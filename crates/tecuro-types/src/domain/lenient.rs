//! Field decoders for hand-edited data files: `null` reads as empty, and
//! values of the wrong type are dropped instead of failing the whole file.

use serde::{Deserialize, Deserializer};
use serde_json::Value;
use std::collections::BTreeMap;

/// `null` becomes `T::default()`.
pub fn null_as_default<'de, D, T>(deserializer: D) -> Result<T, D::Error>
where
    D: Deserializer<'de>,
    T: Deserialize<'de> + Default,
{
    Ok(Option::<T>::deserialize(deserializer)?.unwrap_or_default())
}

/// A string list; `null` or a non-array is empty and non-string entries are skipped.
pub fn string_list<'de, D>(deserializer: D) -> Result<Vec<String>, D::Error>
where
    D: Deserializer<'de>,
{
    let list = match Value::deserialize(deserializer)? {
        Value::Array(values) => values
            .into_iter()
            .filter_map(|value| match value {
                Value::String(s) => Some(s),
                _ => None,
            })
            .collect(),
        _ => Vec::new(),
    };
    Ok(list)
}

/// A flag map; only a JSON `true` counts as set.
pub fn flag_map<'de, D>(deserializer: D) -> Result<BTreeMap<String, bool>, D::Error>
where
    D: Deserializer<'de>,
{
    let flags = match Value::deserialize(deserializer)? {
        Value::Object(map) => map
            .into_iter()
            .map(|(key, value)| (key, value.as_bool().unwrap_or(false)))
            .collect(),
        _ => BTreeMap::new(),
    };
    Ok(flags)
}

Task details:
Go through the records from the first line and copy each one exactly, ending after the line that contains "counts as set.". Give nothing else.

Response:
filename crates/tecuro-types/src/domain/lenient.rs
//! Field decoders for hand-edited data files: `null` reads as empty, and
//! values of the wrong type are dropped instead of failing the whole file.

use serde::{Deserialize, Deserializer};
use serde_json::Value;
use std::collections::BTreeMap;

/// `null` becomes `T::default()`.
pub fn null_as_default<'de, D, T>(deserializer: D) -> Result<T, D::Error>
where
    D: Deserializer<'de>,
    T: Deserialize<'de> + Default,
{
    Ok(Option::<T>::deserialize(deserializer)?.unwrap_or_default())
}

/// A string list; `null` or a non-array is empty and non-string entries are skipped.
pub fn string_list<'de, D>(deserializer: D) -> Result<Vec<String>, D::Error>
where
    D: Deserializer<'de>,
{
    let list = match Value::deserialize(deserializer)? {
        Value::Array(values) => values
            .into_iter()
            .filter_map(|value| match value {
                Value::String(s) => Some(s),
                _ => None,
            })
            .collect(),
        _ => Vec::new(),
    };
    Ok(list)
}

/// A flag map; only a JSON `true` counts as set.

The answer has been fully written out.